▶ [AIM OF THE TASK] Write down exactly the lines of the records below, beginning with the first and ending with the line that includes "use crate::config::AuthSettings;".

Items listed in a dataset

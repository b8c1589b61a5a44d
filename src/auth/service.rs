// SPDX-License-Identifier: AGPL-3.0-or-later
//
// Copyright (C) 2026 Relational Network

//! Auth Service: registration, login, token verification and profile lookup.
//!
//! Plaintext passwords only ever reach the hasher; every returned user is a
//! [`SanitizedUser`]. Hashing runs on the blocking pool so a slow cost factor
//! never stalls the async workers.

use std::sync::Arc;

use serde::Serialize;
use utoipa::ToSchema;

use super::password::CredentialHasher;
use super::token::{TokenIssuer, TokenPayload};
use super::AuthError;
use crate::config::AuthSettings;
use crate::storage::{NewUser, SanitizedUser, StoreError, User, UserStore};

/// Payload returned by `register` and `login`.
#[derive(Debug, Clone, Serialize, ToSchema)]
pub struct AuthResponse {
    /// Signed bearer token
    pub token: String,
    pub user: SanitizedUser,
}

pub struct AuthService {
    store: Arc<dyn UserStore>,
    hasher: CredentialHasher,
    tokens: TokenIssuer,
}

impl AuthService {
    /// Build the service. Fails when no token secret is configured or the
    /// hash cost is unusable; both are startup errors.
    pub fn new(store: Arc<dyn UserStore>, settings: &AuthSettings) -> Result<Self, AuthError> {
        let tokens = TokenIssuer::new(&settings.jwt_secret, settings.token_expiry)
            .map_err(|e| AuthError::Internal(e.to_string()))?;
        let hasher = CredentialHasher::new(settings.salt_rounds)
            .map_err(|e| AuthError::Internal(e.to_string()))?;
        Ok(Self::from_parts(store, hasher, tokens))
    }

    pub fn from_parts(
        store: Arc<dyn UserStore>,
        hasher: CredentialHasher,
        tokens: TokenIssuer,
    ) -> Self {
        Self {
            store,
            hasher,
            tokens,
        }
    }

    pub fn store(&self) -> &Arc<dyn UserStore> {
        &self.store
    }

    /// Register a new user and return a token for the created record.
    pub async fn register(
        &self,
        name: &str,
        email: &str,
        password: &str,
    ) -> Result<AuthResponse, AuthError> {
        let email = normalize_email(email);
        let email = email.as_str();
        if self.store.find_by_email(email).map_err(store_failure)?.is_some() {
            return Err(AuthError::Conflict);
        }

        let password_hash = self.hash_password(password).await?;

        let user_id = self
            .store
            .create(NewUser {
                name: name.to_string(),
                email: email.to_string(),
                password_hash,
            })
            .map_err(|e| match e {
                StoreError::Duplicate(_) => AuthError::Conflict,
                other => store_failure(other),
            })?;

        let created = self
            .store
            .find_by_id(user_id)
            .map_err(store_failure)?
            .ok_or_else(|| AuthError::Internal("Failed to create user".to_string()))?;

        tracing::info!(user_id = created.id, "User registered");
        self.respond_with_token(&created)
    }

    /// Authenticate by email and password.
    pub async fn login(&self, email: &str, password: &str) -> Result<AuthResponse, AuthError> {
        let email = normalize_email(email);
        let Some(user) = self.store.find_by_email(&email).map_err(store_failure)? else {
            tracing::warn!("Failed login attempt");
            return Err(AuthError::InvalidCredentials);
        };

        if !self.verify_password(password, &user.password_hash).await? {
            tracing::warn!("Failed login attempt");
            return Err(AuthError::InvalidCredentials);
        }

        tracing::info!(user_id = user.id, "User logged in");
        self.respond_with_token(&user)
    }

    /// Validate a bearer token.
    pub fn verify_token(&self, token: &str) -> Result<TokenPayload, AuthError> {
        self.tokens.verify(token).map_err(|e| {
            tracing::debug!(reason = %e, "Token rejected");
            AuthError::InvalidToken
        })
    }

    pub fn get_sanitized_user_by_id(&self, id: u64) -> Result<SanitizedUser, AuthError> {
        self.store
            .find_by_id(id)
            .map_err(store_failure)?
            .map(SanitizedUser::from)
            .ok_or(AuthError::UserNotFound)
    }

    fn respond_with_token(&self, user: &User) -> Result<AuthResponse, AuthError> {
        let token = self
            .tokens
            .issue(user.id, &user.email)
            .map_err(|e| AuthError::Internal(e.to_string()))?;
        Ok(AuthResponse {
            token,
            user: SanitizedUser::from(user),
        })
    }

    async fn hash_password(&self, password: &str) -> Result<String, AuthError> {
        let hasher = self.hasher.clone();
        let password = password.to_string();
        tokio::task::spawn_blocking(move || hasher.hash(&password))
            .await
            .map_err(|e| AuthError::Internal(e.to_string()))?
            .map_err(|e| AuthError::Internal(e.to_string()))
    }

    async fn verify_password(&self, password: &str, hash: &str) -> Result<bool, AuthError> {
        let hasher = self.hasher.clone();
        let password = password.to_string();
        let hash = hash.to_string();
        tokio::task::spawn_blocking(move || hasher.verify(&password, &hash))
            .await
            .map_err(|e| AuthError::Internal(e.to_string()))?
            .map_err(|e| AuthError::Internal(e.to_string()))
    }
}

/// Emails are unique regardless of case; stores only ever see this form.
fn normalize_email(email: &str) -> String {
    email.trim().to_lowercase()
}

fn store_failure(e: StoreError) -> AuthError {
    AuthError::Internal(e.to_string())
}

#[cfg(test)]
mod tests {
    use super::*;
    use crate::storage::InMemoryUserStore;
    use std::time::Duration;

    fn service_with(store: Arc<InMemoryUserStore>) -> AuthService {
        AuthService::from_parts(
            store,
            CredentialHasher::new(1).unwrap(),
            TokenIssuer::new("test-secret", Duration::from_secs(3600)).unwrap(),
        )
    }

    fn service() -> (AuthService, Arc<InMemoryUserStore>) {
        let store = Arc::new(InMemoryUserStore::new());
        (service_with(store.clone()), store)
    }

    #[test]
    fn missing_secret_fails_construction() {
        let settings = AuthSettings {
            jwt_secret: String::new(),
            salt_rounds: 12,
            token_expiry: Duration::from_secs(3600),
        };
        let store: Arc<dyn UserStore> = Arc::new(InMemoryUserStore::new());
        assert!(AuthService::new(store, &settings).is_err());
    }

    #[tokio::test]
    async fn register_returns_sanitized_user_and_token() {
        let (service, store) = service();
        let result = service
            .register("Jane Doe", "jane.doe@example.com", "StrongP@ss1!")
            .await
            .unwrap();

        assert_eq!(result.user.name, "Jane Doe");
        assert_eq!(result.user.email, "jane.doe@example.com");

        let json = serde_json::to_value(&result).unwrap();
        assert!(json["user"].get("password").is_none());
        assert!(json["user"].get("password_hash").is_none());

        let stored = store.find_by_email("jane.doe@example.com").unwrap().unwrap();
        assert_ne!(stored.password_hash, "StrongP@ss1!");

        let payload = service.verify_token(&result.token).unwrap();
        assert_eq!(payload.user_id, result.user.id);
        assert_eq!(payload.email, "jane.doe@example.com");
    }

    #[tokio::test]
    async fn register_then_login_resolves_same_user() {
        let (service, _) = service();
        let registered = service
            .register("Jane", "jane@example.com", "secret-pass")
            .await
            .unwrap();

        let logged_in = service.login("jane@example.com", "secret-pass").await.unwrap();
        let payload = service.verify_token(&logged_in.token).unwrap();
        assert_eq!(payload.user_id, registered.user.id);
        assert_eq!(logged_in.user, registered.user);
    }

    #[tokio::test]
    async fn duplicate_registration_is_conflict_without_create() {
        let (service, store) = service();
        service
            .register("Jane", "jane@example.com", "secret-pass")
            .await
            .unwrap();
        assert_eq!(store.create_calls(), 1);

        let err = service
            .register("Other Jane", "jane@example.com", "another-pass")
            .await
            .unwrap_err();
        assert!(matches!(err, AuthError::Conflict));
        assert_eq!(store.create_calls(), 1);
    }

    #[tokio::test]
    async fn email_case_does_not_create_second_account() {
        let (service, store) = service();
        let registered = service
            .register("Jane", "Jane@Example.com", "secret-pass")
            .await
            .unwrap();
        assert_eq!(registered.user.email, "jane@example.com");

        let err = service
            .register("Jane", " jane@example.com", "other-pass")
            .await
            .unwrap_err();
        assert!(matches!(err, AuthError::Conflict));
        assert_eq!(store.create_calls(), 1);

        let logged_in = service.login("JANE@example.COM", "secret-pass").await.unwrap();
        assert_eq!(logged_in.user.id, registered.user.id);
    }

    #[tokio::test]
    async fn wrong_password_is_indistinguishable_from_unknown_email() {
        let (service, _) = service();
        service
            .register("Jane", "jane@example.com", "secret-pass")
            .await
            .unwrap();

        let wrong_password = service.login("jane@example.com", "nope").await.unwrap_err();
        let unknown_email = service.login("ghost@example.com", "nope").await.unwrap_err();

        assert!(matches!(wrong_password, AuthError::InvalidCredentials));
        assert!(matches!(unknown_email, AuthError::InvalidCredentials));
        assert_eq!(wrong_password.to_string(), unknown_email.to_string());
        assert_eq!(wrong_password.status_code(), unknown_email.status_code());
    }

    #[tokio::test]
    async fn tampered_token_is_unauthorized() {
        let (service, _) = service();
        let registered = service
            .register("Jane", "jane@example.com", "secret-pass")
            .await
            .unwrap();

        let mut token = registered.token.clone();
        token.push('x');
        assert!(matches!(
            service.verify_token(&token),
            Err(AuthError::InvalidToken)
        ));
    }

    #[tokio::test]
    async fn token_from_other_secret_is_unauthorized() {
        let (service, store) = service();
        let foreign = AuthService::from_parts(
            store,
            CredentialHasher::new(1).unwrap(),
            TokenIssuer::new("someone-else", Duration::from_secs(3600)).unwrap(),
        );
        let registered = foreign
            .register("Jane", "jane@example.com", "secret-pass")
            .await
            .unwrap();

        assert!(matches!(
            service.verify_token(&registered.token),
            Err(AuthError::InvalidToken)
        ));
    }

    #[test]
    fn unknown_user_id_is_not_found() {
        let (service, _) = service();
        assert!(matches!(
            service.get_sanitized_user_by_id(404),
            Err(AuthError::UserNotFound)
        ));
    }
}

▶ [ANSWER FOR THIS EXERCISE]
repository b8c1589b61a5a44d
filename src/auth/service.rs
// SPDX-License-Identifier: AGPL-3.0-or-later
//
// Copyright (C) 2026 Relational Network

//! Auth Service: registration, login, token verification and profile lookup.
//!
//! Plaintext passwords only ever reach the hasher; every returned user is a
//! [`SanitizedUser`]. Hashing runs on the blocking pool so a slow cost factor
//! never stalls the async workers.

use std::sync::Arc;

use serde::Serialize;
use utoipa::ToSchema;

use super::password::CredentialHasher;
use super::token::{TokenIssuer, TokenPayload};
use super::AuthError;
use crate::config::AuthSettings;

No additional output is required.